### Work to be completed
In the listing that follows, the lines starting at the one containing "assert_eq!(place.matrix, Some(Matrix::IDENTITY));" and ending at the one containing "let payload = [MOVE" are to be returned exactly, both boundary lines included, and no others.

### Provided information
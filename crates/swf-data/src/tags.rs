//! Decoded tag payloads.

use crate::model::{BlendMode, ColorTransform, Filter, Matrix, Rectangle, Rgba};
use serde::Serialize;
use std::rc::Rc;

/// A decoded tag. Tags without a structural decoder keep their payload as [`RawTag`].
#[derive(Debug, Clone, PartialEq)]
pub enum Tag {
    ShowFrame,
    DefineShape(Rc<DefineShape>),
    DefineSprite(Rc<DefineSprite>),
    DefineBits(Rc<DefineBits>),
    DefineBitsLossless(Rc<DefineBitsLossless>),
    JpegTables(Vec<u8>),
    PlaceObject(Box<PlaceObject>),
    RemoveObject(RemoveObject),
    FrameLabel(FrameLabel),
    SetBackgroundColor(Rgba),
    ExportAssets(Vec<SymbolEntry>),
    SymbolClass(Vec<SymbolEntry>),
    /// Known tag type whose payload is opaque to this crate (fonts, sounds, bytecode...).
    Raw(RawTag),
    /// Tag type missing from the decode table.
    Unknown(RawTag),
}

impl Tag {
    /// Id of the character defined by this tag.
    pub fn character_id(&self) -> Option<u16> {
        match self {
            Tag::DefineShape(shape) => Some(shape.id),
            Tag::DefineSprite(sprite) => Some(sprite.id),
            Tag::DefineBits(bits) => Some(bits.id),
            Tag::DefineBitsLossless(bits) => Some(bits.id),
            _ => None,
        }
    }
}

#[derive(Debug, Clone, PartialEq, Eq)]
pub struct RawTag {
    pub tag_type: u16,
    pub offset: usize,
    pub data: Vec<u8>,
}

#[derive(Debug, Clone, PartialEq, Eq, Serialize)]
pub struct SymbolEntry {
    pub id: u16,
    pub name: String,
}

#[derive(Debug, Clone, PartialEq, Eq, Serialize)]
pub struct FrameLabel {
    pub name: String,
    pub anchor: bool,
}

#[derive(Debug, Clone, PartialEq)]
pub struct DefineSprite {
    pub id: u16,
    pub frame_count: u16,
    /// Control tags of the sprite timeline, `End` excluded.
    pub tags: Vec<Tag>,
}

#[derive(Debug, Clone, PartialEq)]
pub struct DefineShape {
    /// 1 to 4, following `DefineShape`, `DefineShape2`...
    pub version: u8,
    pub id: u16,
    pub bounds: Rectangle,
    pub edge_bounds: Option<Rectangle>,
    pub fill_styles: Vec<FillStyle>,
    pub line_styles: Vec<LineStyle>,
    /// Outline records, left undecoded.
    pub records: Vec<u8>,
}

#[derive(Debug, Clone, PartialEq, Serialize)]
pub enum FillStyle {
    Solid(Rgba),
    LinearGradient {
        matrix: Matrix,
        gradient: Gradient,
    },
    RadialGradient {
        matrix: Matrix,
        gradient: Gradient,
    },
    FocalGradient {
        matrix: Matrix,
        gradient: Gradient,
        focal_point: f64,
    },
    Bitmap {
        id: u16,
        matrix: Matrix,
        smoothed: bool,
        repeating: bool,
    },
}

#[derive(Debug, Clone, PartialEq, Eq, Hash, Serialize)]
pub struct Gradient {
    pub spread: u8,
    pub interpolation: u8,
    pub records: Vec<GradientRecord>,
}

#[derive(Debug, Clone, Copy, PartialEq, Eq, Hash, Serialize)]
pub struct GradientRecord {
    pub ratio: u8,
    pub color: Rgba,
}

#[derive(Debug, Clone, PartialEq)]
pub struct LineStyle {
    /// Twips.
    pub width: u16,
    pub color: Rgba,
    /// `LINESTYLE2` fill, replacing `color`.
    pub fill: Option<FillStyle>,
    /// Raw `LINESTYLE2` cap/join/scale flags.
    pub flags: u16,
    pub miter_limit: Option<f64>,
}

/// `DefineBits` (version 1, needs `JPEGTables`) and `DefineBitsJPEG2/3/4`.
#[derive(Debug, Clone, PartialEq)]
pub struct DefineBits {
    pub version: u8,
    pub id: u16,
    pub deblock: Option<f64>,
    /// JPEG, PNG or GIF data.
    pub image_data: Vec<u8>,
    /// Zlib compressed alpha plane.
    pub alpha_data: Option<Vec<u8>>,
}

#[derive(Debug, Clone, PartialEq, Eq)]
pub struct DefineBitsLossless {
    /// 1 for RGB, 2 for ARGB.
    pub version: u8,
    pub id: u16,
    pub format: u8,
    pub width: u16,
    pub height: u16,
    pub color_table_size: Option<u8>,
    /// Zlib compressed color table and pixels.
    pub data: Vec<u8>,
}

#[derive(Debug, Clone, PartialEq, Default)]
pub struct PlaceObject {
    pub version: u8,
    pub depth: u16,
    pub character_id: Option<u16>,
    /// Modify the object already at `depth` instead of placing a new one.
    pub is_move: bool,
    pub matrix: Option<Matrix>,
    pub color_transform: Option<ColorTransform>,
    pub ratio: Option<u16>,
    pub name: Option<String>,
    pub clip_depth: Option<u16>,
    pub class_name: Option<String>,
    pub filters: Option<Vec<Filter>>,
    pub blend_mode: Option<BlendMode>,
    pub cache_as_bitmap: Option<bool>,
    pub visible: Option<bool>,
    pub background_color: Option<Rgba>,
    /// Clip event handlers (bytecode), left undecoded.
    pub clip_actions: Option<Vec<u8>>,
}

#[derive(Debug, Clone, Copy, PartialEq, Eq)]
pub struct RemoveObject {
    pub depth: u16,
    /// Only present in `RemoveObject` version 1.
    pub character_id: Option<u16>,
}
...
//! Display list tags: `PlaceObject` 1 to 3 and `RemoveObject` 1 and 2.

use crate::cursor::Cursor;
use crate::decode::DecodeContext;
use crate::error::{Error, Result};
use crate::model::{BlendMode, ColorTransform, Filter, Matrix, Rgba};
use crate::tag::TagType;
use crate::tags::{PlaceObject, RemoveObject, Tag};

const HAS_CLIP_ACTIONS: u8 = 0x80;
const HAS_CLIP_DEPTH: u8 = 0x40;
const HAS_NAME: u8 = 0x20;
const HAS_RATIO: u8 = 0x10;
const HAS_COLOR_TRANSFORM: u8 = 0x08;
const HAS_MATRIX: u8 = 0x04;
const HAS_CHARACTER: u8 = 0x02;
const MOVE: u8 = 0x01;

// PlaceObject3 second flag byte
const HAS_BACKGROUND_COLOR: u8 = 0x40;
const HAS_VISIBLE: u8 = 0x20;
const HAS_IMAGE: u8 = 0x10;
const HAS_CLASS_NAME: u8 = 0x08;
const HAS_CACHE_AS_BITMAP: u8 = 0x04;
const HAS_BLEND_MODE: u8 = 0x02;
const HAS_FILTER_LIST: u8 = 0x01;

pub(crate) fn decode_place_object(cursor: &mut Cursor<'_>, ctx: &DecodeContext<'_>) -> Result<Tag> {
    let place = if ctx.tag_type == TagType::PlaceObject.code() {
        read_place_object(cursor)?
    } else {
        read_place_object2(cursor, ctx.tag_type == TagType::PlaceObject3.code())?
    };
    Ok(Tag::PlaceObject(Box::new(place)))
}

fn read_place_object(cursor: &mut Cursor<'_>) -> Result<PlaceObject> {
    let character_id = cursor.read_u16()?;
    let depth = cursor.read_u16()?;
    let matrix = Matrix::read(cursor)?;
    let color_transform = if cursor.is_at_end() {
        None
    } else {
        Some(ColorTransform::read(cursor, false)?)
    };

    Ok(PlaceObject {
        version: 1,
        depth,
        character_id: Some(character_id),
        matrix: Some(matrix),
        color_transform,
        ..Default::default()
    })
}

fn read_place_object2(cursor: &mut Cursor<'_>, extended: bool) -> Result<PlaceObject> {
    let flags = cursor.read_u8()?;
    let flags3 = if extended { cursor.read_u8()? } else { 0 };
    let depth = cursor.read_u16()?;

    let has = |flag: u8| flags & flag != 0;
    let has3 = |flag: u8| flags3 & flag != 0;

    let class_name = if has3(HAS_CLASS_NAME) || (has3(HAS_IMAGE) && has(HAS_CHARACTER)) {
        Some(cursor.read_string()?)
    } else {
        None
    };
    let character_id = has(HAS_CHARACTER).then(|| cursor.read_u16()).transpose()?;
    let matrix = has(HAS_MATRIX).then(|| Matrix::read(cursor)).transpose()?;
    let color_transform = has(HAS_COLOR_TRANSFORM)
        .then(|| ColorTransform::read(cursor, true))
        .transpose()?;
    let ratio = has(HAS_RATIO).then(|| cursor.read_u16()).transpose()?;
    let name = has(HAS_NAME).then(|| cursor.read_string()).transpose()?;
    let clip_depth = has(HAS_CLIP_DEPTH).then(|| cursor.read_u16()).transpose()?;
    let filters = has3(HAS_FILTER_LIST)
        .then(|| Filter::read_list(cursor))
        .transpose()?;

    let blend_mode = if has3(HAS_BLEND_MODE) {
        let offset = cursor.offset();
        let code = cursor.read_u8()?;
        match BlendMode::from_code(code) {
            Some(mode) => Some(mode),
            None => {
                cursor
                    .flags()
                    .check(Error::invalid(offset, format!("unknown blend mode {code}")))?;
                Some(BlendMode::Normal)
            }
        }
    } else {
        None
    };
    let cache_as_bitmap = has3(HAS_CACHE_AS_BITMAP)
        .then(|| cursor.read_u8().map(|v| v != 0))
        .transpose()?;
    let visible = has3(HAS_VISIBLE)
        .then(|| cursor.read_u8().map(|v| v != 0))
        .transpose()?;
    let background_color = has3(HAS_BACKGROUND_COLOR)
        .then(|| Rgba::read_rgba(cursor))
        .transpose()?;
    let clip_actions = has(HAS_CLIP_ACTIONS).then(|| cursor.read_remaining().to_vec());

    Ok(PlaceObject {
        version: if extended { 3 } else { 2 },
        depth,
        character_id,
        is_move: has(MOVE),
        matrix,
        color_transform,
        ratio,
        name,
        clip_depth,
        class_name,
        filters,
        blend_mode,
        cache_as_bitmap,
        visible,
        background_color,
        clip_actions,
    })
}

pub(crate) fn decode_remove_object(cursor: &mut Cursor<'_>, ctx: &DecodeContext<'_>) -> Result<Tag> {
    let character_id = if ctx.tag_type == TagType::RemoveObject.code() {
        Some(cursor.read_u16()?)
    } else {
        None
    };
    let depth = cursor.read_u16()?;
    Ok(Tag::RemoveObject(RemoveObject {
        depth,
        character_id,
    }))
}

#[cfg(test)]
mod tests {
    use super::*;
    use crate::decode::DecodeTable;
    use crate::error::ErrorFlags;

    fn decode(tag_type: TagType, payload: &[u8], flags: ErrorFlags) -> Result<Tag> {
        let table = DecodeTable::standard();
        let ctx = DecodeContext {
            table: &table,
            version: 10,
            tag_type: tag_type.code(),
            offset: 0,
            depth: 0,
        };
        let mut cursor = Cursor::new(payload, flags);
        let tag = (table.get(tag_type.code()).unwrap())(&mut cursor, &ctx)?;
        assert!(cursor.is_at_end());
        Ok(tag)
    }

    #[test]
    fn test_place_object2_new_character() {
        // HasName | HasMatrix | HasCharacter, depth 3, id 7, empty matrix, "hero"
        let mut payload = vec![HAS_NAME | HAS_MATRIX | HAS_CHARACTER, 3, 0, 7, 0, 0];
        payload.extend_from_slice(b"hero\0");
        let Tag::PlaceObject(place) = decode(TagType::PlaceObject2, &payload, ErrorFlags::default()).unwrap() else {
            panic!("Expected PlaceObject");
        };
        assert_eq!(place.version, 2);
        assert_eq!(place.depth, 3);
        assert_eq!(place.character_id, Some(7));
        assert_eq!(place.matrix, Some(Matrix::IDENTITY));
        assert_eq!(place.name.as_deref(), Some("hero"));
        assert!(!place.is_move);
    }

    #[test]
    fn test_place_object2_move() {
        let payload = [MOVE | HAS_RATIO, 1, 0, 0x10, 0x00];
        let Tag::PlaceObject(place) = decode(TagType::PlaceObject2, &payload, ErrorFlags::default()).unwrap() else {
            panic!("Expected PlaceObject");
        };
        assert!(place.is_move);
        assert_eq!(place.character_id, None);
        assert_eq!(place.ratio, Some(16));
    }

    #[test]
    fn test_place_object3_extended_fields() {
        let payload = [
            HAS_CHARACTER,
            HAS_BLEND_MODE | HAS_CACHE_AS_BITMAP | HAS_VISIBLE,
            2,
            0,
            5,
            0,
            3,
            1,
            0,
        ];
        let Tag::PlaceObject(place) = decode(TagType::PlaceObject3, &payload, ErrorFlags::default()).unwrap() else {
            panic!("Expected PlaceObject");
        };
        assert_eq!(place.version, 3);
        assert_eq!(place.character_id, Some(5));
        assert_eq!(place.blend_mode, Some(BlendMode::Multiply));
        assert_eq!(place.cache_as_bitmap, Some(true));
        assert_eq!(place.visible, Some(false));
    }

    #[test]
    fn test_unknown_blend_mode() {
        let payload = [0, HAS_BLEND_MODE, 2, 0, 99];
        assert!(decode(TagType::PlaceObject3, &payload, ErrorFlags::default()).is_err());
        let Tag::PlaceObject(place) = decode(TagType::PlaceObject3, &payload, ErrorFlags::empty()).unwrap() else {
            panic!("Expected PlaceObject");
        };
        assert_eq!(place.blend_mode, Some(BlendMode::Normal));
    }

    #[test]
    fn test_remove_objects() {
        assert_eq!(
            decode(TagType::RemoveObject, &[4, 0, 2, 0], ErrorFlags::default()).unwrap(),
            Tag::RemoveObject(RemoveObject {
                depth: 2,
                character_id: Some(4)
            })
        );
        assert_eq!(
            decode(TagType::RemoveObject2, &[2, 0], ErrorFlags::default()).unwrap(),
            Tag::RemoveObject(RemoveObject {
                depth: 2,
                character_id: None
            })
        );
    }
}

### Task answer
        assert_eq!(place.matrix, Some(Matrix::IDENTITY));
        assert_eq!(place.name.as_deref(), Some("hero"));
        assert!(!place.is_move);
    }

    #[test]
    fn test_place_object2_move() {
        let payload = [MOVE | HAS_RATIO, 1, 0, 0x10, 0x00];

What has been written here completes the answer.